Corner fragment of a textile with birds
Chancay culture (Caqui), central coast of Peru
Late Intermediate Period, 1150–1450 CE
Cotton warp (Z-spun, S-plied), camelid-hair weft (some single Z-spun, others Z-spun, S-plied), natural and dyed colors; tapestry with weft-float patterning (plain weave area has abeen cut away)
11 x 12 cm
Fowler Museum at UCLA. Gift of Leo Drimmer. X72.522.
Source: Elena Phipps, The Peruvian Four-Selvaged Cloth. Ancient Threads / New Directions. Fowler Museum Textile Series, No. 12, Los Angeles, 2013
The fragment has both side selvages and bottom selvage preserved. The stepped area has been cut, but the ends have been finished.

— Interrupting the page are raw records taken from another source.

//! Wire format of the MUX container header.
//!
//! Every frame starts with six mandatory fields, followed by up to two
//! optional ones:
//! ```text
//! ┌──────────┬──────┬──────────┬──────┬──────────┬──────┬──────────┬───────────┐
//! │ Total Len│ Rsvd │ Ver/Flags│ Rsvd │ Smp Flags│ Rsvd │ Field 6? │ Skip Size?│
//! │ uint32 BE│ 4 B  │ uint32 BE│ 4 B  │ uint32 BE│ 4 B  │ 4 B      │ uint32 BE │
//! └──────────┴──────┴──────────┴──────┴──────────┴──────┴──────────┴───────────┘
//! ```
//!
//! `Total Len` covers the whole frame including the header. Field 6 is
//! present when the version is 1; the skip-size field is present when bit 1
//! of the third sample-flags byte is set. The skip-size value counts itself
//! plus the side data that follows it.
//!
//! All multi-byte integers are Big Endian.

/// Width of every header field in bytes.
pub const FIELD_SIZE: usize = 4;

/// Size of the six mandatory header fields.
pub const MIN_HEADER_SIZE: usize = 24;

/// Version value (first byte on the wire) announcing the optional field 6.
pub const VERSION_WITH_FIELD6: u8 = 1;

/// Mask applied to the third byte (wire order) of the sample flags.
pub const SAMPLE_FLAG_SKIP_SIZE: u8 = 0x02;

/// Default upper bound on `total_length` (64 MiB).
pub const DEFAULT_MAX_FRAME_SIZE: u32 = 64 * 1024 * 1024;

/// Position of the parser inside the current frame.
///
/// Header phases each assemble one 4-byte field; `Skipping` and `Payload`
/// consume the frame body.
#[derive(Debug, Clone, Copy, PartialEq, Eq, Default)]
pub enum Phase {
    #[default]
    TotalLength,
    Reserved1,
    VersionFlags,
    Reserved3,
    SampleFlags,
    Reserved5,
    OptionalField6,
    OptionalSkipSize,
    Skipping,
    Payload,
}

impl Phase {
    /// Phase that follows `self` once it resolves.
    ///
    /// Absent optional fields are stepped over: field 6 first, then the
    /// skip size, so a frame with neither lands directly on `Skipping`.
    pub fn next(self, has_field6: bool, has_skip_size_field: bool) -> Phase {
        let next = match self {
            Phase::TotalLength => Phase::Reserved1,
            Phase::Reserved1 => Phase::VersionFlags,
            Phase::VersionFlags => Phase::Reserved3,
            Phase::Reserved3 => Phase::SampleFlags,
            Phase::SampleFlags => Phase::Reserved5,
            Phase::Reserved5 => Phase::OptionalField6,
            Phase::OptionalField6 => Phase::OptionalSkipSize,
            Phase::OptionalSkipSize => Phase::Skipping,
            Phase::Skipping => Phase::Payload,
            Phase::Payload => Phase::TotalLength,
        };

        let next = if next == Phase::OptionalField6 && !has_field6 {
            Phase::OptionalSkipSize
        } else {
            next
        };

        if next == Phase::OptionalSkipSize && !has_skip_size_field {
            Phase::Skipping
        } else {
            next
        }
    }

    /// True for the phases that assemble a 4-byte header field.
    #[inline]
    pub fn is_header_field(self) -> bool {
        !matches!(self, Phase::Skipping | Phase::Payload)
    }
}

/// Check whether a version/flags field announces field 6.
///
/// The version is the first byte on the wire; the other three are flags.
#[inline]
pub fn version_has_field6(value: u32) -> bool {
    value.to_be_bytes()[0] == VERSION_WITH_FIELD6
}

/// Check whether a sample-flags field announces the skip-size field.
#[inline]
pub fn sample_flags_have_skip_size(value: u32) -> bool {
    value.to_be_bytes()[2] & SAMPLE_FLAG_SKIP_SIZE != 0
}
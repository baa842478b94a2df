pub fn mean(data: &[f64]) -> Option<f64> {
    if data.is_empty() {
        return None;
    }
    Some(data.iter().sum::<f64>() / data.len() as f64)
}

pub fn std_dev(data: &[f64]) -> Option<f64> {
    let m = mean(data)?;
    let variance = data.iter().map(|v| (m - v) * (m - v)).sum::<f64>() / data.len() as f64;
    Some(variance.sqrt())
}

/// Accuracy in percent over a keystroke tally; 100 when nothing was typed.
pub fn accuracy_percent(correct: usize, total: usize) -> f64 {
    if total == 0 {
        return 100.0;
    }
    (correct as f64 / total as f64) * 100.0
}
use assert_matches::assert_matches;
use keydash::clock::{Clock, ManualClock};
use keydash::driver::{spawn_feed, FeedEvent, VirtualTicker};
use keydash::pacer::{RevealWindow, SpeedPacer, FLOOR_SPEED};
use keydash::profile::{Personality, SimulatorConfig, SimulatorOverrides};
use keydash::race::{GameMode, Race, RaceOutcome, Session};
use keydash::simulator::Simulator;
use rand::rngs::StdRng;
use rand::SeedableRng;
use std::time::{Duration, SystemTime, UNIX_EPOCH};

fn at(ms: u64) -> SystemTime {
    UNIX_EPOCH + Duration::from_millis(ms)
}

// Headless run of a complete feed: every keystroke arrives over the
// channel in order, closed by exactly one Finished event.
#[test]
fn feed_streams_a_whole_run() {
    let clock = ManualClock::new();
    let config = SimulatorConfig::preset(Personality::Balanced).with_overrides(
        &SimulatorOverrides {
            mistake_rate: Some(0.0),
            ..Default::default()
        },
    );
    let simulator = Simulator::with_parts(config, StdRng::seed_from_u64(21), clock.clone());
    let ticker = VirtualTicker::new(clock, Duration::from_millis(50));

    let rx = spawn_feed(simulator, "channel crossing".to_string(), ticker);

    let mut typed = String::new();
    let mut finished = None;
    for event in rx {
        match event {
            FeedEvent::Key(emission) => {
                assert!(finished.is_none(), "keystroke after the Finished event");
                typed.push_str(&emission.keys);
            }
            FeedEvent::Finished(stats) => finished = Some(stats),
        }
    }

    assert_eq!(typed, "channel crossing");
    let stats = finished.expect("feed must close with Finished");
    assert_eq!(stats.position, "channel crossing".len());
    assert_eq!(stats.mistakes, 0);
    assert_eq!(stats.accuracy, 100.0);
}

// A quick scripted player against an untouched rival: the player finishes
// first and takes the race.
#[test]
fn scripted_player_outraces_an_idle_rival() {
    let clock = ManualClock::new();
    let rival = Simulator::with_parts(
        SimulatorConfig::preset(Personality::Careful),
        StdRng::seed_from_u64(4),
        clock.clone(),
    );
    let mut race = Race::new("go fast!", None, rival);

    let mut t = 0u64;
    for c in "go fast!".chars() {
        race.player_key(c, at(t));
        race.poll_rival();
        clock.advance(Duration::from_millis(30));
        t += 30;
    }

    assert!(race.session.has_finished());
    assert_matches!(race.outcome(), Some(RaceOutcome::PlayerWin));
    assert!(race.rival_progress() < 100.0);

    race.session.calc_results(at(t));
    assert_eq!(race.session.accuracy, 100.0);
    assert!(race.session.wpm > 0.0);
}

// A player who never types past the first key loses to the rival.
#[test]
fn rival_wins_against_a_stalled_player() {
    let clock = ManualClock::new();
    let rival = Simulator::with_parts(
        SimulatorConfig::preset(Personality::Aggressive),
        StdRng::seed_from_u64(8),
        clock.clone(),
    );
    let mut race = Race::new("short race", None, rival);

    race.player_key('s', clock.now());
    for _ in 0..4_000 {
        clock.advance(Duration::from_millis(50));
        race.poll_rival();
        if race.rival_finished() {
            break;
        }
    }

    assert_matches!(race.outcome(), Some(RaceOutcome::RivalWin));
    assert_eq!(race.rival_progress(), 100.0);
    assert!(!race.rival_typed.is_empty());
}

// Dynamic mode wiring: accurate typing pushes the pacer up and the reveal
// window keeps opening ahead of the player.
#[test]
fn dynamic_mode_speeds_up_for_accurate_typing() {
    let prompt = "a prompt long enough for the window to matter, clearly!";
    let mut session = Session::new(prompt, GameMode::Dynamic, None);
    let mut pacer = SpeedPacer::new();
    let mut window = RevealWindow::new();
    let total = prompt.chars().count();

    let mut t = 0u64;
    for c in prompt.chars() {
        session.write(c, at(t));
        pacer.observe(session.live_accuracy(), at(t));
        window.poll(&pacer, at(t), total);
        t += 350;
    }

    assert!(session.has_finished());
    assert_eq!(session.live_accuracy(), 100.0);
    assert!(pacer.speed() > FLOOR_SPEED);
    assert_eq!(window.visible(total), total);
}

// Classic mode wiring: penalties surface in the final elapsed time.
#[test]
fn classic_mode_charges_misses_into_the_clock() {
    let mut session = Session::new("abc", GameMode::Classic, None);
    session.write('a', at(0));
    session.write('x', at(500));
    session.write('c', at(1000));
    assert!(session.has_finished());

    // One second of real time plus a one second miss penalty.
    assert_eq!(session.total_secs(at(1000)), 2.0);
    session.calc_results(at(1000));
    assert_eq!(session.accuracy, 67.0);
}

Birds are represented on textiles, ceramics, and architecture throughout the central coast. In this fragment of a stepped corner, they are woven in two methods: as small charming, individual long-beaked birds made in tapestry and as part of the stylized design fretwork underneath. The geometric-style patterning mimics the designs on brickwork and stucco friezes found on the walls of palaces of the coastal empires. This narrow fragment may have been part of a larger garment, and in that case, it likely had a companion corner, which would have had the same steps running in the opposite direction to create a mirror image. The red dye is cochineal.